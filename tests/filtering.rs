//! Forward filter accuracy against closed-form references

mod helpers;

use nalgebra::DVector;
use rbsmc::components::kalman_filter;
use rbsmc::model::LookAhead;
use rbsmc::models::dataset::{simulate_linear_gaussian, simulate_switching};
use rbsmc::models::{LinearGaussian1d, SwitchingLinear};
use rbsmc::paramest::filter;
use rbsmc::reporter::DebugReporter;
use rbsmc::{
    FilterConfig, FilterError, FilterMode, ForwardFilter, NoOpReporter, Observations,
    RaoBlackwellized, SimpleRng,
};
use helpers::{as_vectors, assert_normalized, assert_scalar_close, random_walk_reference, rmse};

const Q: f64 = 1.0;
const R: f64 = 0.1;
const P0: f64 = 5.0;

/// Test that the Rao-Blackwellized filter reproduces the Kalman filter when
/// the whole state is linear
#[test]
fn test_rb_linear_model_matches_kalman() {
    let data = simulate_linear_gaussian(&mut SimpleRng::new(42), 40, Q, R, P0);
    let model = LinearGaussian1d::new(Q, R, P0);
    let ys = as_vectors(&data.y);
    let reference = kalman_filter(&model.kalman_model(), &ys).unwrap();

    let rb = model.rao_blackwellized();
    let obs: Observations<(), DVector<f64>> = Observations::new(ys);
    let config = FilterConfig::new(20, 1);
    let traj = filter(&rb, &mut SimpleRng::new(1), &obs, &config, &mut NoOpReporter).unwrap();

    assert_eq!(traj.len(), 40);
    for k in 0..traj.len() {
        let cloud = traj.cloud(k);
        for p in &cloud.particles {
            assert_scalar_close(p.z[0], reference.means[k][0], 1e-9, &format!("mean at {}", k));
            assert_scalar_close(
                p.p[(0, 0)],
                reference.covariances[k][(0, 0)],
                1e-9,
                &format!("variance at {}", k),
            );
        }
        assert_normalized(&cloud.log_weights, &format!("weights at {}", k));
    }
}

/// Test the alignment where the first step carries no observation
#[test]
fn test_rb_linear_model_with_initial_step() {
    let data = simulate_linear_gaussian(&mut SimpleRng::new(7), 25, Q, R, P0);
    let model = LinearGaussian1d::new(Q, R, P0);
    let observed: Vec<Option<DVector<f64>>> = as_vectors(&data.y[1..]);

    let mut ys = vec![None];
    ys.extend(observed.iter().cloned());
    let reference = kalman_filter(&model.kalman_model(), &ys).unwrap();

    let obs: Observations<(), DVector<f64>> = Observations::with_initial_step(observed);
    assert_eq!(obs.len(), 25);
    assert!(obs.y(0).is_none());

    let rb = model.rao_blackwellized();
    let traj = filter(&rb, &mut SimpleRng::new(2), &obs, &FilterConfig::new(10, 1), &mut NoOpReporter)
        .unwrap();
    let means = traj.filtered_mean(|p| p.z[0]);
    let expected: Vec<f64> = reference.means.iter().map(|m| m[0]).collect();
    helpers::assert_series_close(&means, &expected, 1e-9, "filtered mean");
}

/// Test that the bootstrap filter tracks the Kalman mean
#[test]
fn test_particle_filter_tracks_kalman_mean() {
    let data = simulate_linear_gaussian(&mut SimpleRng::new(42), 50, Q, R, P0);
    let reference = random_walk_reference(&data.y, Q, R, P0);

    let model = LinearGaussian1d::new(Q, R, P0);
    let obs: Observations<(), f64> = Observations::new(data.y.clone());
    let mut reporter = DebugReporter::new();
    let traj = filter(&model, &mut SimpleRng::new(3), &obs, &FilterConfig::new(500, 1), &mut reporter)
        .unwrap();

    let means = traj.filtered_mean(|x| *x);
    let error = rmse(&means, &reference.filtered_mean);
    assert!(error < 0.1, "filter RMSE {} too large", error);

    assert_eq!(reporter.forward_steps().len(), 50);
    assert!(reporter.forward_steps().iter().all(|s| s.ess >= 1.0 && s.ess <= 500.0));
    for (k, cloud) in traj.clouds().iter().enumerate() {
        assert_eq!(cloud.len(), 500);
        assert_normalized(&cloud.log_weights, &format!("weights at {}", k));
    }
}

/// Test that missing observations leave the weights alone
#[test]
fn test_missing_observations_propagate_only() {
    let mut data = simulate_linear_gaussian(&mut SimpleRng::new(11), 30, Q, R, P0);
    for k in (5..30).step_by(3) {
        data.y[k] = None;
    }
    let reference = random_walk_reference(&data.y, Q, R, P0);

    let model = LinearGaussian1d::new(Q, R, P0);
    let obs: Observations<(), f64> = Observations::new(data.y.clone());
    let config = FilterConfig::new(500, 1).with_resample_threshold(0.0);
    let traj = filter(&model, &mut SimpleRng::new(4), &obs, &config, &mut NoOpReporter).unwrap();

    // Threshold zero disables resampling, so an unobserved step copies the
    // previous weights
    for k in (5..30).step_by(3) {
        let before = &traj.cloud(k - 1).log_weights;
        let after = &traj.cloud(k).log_weights;
        for (a, b) in after.iter().zip(before) {
            assert_scalar_close(*a, *b, 1e-9, &format!("weight at {}", k));
        }
    }

    // With resampling on, the estimate still follows the reference
    let traj = filter(&model, &mut SimpleRng::new(5), &obs, &FilterConfig::new(500, 1), &mut NoOpReporter)
        .unwrap();
    let error = rmse(&traj.filtered_mean(|x| *x), &reference.filtered_mean);
    assert!(error < 0.15, "filter RMSE {} too large", error);
}

/// Test that the auxiliary filter agrees with the bootstrap filter on a
/// model with both linear couplings
#[test]
fn test_auxiliary_filter_agrees_with_bootstrap() {
    let switching = SwitchingLinear::default();
    let data = simulate_switching(&mut SimpleRng::new(42), &switching, 30);
    let obs: Observations<(), DVector<f64>> = Observations::with_initial_step(data.y.clone());

    let bootstrap = RaoBlackwellized::new(switching.clone());
    let baseline = filter(&bootstrap, &mut SimpleRng::new(6), &obs, &FilterConfig::new(2000, 1), &mut NoOpReporter)
        .unwrap()
        .filtered_mean(|p| p.xi[0] * p.xi[0]);

    for look_ahead in [LookAhead::Extended, LookAhead::Unscented] {
        let apf = RaoBlackwellized::new(switching.clone()).with_look_ahead(look_ahead);
        let config = FilterConfig::new(1000, 1).with_filter_mode(FilterMode::Auxiliary);
        let traj = filter(&apf, &mut SimpleRng::new(7), &obs, &config, &mut NoOpReporter).unwrap();
        assert!(traj.clouds().iter().skip(1).all(|c| c.resampled));

        let estimate = traj.filtered_mean(|p| p.xi[0] * p.xi[0]);
        assert!(estimate.iter().all(|v| v.is_finite()));
        let error = rmse(&estimate, &baseline);
        assert!(error < 0.3, "{:?} look-ahead differs by RMSE {}", look_ahead, error);
    }
}

/// Test that the auxiliary filter needs first-stage weights
#[test]
fn test_auxiliary_filter_needs_look_ahead() {
    let rb = RaoBlackwellized::new(SwitchingLinear::default());
    let config = FilterConfig::new(10, 1).with_filter_mode(FilterMode::Auxiliary);
    match ForwardFilter::new(&rb, &config) {
        Err(FilterError::MissingCapability { .. }) => {}
        other => panic!("expected MissingCapability, got {:?}", other.map(|_| ())),
    }
}

/// Test that the conditional filter keeps the reference in the last slot
#[test]
fn test_conditional_filter_holds_reference() {
    let data = simulate_linear_gaussian(&mut SimpleRng::new(13), 20, Q, R, P0);
    let model = LinearGaussian1d::new(Q, R, P0);
    let obs: Observations<(), f64> = Observations::new(data.y.clone());
    let config = FilterConfig::new(50, 1).with_filter_mode(FilterMode::ConditionalAncestorSampling);
    let forward = ForwardFilter::new(&model, &config).unwrap();

    let traj = forward
        .run_conditional(&mut SimpleRng::new(8), &obs, &data.x, &mut NoOpReporter)
        .unwrap();
    for (k, cloud) in traj.clouds().iter().enumerate() {
        assert_eq!(cloud.particles[49], data.x[k], "reference moved at step {}", k);
        assert_normalized(&cloud.log_weights, &format!("weights at {}", k));
    }

    assert!(forward
        .run(&mut SimpleRng::new(9), &obs, &mut NoOpReporter)
        .is_err());
    assert!(forward
        .run_conditional(&mut SimpleRng::new(9), &obs, &data.x[..10], &mut NoOpReporter)
        .is_err());
}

> [Exercise description]: Emit an exact copy of the lines spanning the start of the records to the line containing "use rbsmc::model::LookAhead;", inclusive, and no other output.

> [Written response]:
filename tests/filtering.rs
//! Forward filter accuracy against closed-form references

mod helpers;

use nalgebra::DVector;
use rbsmc::components::kalman_filter;
use rbsmc::model::LookAhead;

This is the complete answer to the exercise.